"""

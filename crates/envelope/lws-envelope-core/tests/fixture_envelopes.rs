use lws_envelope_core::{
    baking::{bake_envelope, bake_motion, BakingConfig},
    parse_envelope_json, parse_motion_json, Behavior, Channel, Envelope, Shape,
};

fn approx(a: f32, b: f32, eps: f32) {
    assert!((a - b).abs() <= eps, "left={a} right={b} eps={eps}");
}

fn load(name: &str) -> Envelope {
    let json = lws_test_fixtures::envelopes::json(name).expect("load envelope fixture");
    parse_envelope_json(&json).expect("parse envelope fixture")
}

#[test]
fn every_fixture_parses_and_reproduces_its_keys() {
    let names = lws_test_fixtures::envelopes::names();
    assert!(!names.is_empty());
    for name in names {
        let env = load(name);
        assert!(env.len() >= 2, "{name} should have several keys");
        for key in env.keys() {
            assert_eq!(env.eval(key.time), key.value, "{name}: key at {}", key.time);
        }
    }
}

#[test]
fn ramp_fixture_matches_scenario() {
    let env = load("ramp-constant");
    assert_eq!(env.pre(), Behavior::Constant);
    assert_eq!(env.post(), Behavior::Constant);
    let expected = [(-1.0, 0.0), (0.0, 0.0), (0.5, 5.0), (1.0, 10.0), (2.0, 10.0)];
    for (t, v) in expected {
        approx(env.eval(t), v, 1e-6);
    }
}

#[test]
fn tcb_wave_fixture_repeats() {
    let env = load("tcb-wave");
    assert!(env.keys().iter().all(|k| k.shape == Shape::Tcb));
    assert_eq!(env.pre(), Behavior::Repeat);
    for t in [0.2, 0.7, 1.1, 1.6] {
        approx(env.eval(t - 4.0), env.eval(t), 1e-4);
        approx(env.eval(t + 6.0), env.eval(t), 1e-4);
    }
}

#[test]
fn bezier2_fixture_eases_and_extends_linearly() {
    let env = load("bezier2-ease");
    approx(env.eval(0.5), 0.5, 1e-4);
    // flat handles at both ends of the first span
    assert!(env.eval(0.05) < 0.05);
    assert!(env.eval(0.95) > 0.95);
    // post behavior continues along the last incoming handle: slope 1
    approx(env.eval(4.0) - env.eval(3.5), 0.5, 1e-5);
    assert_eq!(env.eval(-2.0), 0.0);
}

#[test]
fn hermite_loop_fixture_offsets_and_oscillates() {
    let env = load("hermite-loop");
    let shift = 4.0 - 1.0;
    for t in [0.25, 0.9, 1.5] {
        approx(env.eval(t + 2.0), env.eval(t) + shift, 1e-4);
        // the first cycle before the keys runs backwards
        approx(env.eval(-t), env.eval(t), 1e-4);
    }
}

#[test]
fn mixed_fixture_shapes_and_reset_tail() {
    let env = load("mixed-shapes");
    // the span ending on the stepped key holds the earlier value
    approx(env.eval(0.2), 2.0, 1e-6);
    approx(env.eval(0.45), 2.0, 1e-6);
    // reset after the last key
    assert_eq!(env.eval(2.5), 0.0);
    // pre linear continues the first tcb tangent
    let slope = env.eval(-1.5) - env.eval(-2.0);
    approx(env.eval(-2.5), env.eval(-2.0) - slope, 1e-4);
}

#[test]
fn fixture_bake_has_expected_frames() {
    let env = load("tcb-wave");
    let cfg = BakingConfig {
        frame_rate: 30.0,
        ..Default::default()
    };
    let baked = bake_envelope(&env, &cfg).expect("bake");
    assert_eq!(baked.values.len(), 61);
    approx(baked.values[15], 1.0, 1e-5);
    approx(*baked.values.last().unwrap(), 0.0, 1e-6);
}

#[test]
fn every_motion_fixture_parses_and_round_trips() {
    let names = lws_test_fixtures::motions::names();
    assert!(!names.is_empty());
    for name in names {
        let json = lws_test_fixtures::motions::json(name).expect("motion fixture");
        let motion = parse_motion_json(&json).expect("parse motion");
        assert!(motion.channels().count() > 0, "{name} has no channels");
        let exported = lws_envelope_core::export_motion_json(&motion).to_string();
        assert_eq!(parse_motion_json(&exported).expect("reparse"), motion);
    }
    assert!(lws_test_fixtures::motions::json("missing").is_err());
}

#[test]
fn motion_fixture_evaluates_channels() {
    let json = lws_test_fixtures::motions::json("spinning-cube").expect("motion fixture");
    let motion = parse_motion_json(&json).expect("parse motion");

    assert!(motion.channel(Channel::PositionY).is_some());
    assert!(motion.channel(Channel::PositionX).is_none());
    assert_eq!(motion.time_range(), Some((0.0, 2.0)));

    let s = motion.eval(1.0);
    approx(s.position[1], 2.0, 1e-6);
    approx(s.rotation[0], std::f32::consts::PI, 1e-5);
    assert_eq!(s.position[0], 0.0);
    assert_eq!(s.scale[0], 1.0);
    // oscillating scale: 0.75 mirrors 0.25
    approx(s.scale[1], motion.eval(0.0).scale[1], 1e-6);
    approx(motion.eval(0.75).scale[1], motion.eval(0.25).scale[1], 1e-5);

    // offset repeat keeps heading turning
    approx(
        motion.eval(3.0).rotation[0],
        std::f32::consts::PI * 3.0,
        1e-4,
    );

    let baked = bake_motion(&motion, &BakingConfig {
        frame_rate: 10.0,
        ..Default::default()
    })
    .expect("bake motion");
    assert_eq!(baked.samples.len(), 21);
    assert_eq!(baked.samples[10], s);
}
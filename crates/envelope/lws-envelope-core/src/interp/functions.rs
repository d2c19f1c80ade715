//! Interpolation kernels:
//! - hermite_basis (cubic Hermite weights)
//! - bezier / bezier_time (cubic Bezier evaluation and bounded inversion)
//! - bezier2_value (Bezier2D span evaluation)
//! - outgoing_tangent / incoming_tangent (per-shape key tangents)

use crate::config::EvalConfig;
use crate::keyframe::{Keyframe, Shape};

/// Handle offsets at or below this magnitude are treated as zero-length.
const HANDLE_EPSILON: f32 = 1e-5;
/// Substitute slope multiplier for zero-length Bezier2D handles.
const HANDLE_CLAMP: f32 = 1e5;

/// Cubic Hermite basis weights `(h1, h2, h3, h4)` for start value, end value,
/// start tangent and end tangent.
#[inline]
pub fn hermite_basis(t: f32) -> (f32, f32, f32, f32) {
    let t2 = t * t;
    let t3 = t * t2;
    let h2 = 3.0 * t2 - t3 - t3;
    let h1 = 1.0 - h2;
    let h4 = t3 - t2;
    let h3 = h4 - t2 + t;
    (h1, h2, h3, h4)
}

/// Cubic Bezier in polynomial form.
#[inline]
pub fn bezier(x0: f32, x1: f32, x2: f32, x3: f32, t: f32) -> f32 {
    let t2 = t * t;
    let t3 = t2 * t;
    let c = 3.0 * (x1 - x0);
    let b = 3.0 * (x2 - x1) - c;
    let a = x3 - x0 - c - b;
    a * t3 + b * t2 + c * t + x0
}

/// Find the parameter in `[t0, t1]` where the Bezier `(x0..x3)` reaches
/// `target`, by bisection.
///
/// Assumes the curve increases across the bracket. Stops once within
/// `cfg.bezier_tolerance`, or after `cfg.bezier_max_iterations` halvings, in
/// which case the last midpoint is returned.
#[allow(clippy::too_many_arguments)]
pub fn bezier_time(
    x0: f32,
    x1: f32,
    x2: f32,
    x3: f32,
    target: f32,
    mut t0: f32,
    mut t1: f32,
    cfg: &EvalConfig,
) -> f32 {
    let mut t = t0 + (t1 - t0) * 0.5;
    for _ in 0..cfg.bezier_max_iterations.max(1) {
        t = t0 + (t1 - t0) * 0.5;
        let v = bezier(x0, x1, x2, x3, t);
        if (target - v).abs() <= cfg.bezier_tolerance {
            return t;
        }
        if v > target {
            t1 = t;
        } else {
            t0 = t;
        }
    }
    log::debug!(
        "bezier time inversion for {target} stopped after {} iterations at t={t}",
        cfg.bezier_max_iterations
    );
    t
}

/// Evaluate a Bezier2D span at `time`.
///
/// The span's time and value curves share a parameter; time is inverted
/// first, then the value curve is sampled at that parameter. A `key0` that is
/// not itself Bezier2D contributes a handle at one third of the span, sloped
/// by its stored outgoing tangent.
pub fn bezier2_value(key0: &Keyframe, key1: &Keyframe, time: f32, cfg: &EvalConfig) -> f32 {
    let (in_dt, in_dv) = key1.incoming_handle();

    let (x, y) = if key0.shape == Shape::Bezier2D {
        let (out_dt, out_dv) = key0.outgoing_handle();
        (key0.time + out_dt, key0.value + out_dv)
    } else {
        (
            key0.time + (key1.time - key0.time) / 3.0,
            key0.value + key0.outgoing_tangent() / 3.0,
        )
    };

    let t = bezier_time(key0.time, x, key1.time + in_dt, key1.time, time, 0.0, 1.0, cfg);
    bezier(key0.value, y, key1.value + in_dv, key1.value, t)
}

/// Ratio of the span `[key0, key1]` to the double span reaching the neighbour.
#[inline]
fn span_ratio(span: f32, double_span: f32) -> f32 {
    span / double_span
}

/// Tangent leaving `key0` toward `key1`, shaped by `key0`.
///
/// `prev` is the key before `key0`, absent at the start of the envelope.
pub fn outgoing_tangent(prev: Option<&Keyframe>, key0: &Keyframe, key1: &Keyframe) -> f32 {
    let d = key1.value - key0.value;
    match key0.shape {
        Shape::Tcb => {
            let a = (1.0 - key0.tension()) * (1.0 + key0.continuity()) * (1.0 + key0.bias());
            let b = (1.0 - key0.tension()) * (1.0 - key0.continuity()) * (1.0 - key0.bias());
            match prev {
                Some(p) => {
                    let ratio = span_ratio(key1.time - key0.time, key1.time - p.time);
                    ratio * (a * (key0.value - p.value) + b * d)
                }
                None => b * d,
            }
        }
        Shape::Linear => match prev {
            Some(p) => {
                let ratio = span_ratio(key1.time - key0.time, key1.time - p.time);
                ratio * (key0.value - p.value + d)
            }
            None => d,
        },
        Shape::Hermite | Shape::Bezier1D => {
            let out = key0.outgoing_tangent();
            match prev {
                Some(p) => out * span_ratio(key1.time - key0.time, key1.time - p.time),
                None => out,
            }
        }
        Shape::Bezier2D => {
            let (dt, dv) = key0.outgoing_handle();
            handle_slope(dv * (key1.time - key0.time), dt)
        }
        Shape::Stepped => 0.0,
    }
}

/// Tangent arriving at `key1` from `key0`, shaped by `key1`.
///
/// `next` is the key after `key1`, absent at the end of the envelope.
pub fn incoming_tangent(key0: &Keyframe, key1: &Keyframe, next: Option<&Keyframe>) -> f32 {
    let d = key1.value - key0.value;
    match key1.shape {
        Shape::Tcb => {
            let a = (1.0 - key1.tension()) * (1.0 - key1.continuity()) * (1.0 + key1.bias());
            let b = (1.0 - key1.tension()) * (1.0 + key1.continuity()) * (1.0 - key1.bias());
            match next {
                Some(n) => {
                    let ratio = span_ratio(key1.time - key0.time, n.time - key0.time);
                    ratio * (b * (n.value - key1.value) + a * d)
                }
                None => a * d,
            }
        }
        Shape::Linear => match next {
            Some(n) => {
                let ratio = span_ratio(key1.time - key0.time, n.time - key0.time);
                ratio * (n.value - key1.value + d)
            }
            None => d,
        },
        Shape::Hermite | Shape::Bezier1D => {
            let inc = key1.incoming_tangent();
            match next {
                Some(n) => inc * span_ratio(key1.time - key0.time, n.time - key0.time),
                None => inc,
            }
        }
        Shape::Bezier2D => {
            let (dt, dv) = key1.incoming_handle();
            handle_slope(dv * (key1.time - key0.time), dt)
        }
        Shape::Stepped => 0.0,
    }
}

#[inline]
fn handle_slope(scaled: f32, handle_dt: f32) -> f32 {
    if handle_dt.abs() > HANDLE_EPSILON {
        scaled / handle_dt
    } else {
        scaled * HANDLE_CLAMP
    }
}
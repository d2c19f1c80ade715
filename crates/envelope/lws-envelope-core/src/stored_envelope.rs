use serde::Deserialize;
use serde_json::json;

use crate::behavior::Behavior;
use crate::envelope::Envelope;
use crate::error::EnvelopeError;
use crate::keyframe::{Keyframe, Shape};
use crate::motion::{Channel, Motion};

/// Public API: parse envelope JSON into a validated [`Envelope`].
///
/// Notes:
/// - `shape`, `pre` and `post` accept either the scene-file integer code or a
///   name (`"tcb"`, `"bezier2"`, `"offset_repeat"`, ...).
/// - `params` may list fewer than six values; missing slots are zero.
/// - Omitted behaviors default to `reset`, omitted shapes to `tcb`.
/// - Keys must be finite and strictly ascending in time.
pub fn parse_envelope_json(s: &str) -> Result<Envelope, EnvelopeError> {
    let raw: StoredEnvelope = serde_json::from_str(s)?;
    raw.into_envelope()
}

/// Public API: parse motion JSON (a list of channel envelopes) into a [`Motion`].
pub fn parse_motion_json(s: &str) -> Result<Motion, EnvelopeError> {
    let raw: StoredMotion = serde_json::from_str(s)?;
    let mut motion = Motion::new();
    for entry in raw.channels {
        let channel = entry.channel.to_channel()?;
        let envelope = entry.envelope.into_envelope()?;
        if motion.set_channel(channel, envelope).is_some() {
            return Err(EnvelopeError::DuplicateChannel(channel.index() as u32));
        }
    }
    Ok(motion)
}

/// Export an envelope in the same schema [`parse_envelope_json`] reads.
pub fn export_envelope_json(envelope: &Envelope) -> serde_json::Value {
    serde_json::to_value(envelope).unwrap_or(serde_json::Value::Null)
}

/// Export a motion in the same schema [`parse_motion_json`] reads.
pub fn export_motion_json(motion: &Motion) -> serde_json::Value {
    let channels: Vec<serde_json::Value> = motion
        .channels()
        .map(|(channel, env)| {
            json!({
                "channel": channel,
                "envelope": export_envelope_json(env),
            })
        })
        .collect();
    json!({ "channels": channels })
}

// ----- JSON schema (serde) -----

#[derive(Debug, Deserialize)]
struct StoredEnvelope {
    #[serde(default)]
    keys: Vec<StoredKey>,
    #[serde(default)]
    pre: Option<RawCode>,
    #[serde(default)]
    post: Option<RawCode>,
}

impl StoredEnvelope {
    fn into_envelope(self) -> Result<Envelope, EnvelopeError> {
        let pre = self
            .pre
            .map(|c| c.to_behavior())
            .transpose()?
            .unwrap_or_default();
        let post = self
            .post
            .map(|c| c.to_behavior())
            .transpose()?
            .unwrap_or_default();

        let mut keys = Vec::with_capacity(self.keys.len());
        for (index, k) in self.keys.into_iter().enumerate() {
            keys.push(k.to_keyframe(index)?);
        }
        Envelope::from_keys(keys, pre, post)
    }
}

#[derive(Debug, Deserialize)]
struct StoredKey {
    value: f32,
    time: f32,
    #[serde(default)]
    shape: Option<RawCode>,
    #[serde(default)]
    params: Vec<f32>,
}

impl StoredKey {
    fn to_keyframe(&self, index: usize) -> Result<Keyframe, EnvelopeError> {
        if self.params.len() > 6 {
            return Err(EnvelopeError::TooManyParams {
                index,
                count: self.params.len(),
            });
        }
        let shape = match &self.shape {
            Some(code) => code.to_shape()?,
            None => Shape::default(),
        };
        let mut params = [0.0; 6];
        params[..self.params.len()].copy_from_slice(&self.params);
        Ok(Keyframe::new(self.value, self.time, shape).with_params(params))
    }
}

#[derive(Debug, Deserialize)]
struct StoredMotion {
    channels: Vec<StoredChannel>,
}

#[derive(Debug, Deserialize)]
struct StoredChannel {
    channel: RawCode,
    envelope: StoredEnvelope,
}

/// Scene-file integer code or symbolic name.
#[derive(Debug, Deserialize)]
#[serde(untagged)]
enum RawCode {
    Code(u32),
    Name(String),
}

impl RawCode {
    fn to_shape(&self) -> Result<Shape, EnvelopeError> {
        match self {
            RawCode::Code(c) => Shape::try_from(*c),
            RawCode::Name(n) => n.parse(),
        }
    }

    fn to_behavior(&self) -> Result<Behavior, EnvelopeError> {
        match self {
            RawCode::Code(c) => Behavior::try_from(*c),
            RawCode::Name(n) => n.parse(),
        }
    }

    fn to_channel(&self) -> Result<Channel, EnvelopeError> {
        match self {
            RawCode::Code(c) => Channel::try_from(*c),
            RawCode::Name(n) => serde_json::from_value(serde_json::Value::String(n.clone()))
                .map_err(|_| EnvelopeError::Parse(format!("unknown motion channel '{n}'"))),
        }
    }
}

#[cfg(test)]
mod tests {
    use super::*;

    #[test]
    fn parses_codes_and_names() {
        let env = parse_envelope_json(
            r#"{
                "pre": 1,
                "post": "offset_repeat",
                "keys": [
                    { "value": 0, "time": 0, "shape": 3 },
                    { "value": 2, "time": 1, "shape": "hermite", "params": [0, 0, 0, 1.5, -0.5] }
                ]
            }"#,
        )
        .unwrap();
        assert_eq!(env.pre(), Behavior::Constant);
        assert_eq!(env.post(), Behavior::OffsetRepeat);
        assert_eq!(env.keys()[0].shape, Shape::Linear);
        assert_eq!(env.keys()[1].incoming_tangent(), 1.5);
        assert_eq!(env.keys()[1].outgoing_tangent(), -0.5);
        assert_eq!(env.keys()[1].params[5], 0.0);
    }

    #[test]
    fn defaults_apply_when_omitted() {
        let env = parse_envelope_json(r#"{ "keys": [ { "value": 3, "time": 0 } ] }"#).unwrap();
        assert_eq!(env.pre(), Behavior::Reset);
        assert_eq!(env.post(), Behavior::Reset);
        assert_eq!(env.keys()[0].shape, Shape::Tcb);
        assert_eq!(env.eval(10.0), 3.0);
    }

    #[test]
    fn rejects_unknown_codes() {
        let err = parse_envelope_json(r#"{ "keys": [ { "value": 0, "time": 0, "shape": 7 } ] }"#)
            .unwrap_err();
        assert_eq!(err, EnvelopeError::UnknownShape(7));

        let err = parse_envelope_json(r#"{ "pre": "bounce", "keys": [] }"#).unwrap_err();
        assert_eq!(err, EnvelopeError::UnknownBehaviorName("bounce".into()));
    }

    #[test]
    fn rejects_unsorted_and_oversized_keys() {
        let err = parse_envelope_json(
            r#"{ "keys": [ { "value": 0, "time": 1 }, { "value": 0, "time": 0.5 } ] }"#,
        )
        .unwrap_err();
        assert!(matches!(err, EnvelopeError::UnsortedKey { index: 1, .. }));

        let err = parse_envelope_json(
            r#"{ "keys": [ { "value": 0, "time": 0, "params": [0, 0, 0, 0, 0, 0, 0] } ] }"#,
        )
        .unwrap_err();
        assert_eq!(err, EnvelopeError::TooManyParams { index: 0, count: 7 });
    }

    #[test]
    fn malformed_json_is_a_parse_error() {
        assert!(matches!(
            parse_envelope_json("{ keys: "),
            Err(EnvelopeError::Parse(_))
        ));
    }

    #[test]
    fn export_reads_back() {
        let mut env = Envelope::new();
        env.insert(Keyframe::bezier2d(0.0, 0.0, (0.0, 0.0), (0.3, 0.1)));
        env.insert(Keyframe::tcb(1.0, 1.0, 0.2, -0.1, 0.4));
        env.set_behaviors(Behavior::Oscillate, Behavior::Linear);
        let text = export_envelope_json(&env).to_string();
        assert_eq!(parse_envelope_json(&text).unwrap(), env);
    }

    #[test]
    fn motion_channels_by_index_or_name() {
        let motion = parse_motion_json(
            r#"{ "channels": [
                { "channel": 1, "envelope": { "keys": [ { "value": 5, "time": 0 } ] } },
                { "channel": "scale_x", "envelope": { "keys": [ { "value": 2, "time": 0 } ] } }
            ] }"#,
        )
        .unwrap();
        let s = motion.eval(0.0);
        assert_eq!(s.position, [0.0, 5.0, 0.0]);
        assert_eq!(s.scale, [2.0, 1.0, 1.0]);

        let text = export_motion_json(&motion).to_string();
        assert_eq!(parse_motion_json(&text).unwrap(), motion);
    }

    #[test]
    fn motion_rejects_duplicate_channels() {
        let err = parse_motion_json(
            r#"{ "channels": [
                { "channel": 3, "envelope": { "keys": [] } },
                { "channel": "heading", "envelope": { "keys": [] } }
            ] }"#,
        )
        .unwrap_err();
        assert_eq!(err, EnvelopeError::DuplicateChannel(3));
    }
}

"""

# [What this task involves]
Only the lines containing the word "next" should be returned from the data above.

# [Exercise result]
/// `next` is the key after `key1`, absent at the end of the envelope.
pub fn incoming_tangent(key0: &Keyframe, key1: &Keyframe, next: Option<&Keyframe>) -> f32 {
            match next {
        Shape::Linear => match next {
            match next {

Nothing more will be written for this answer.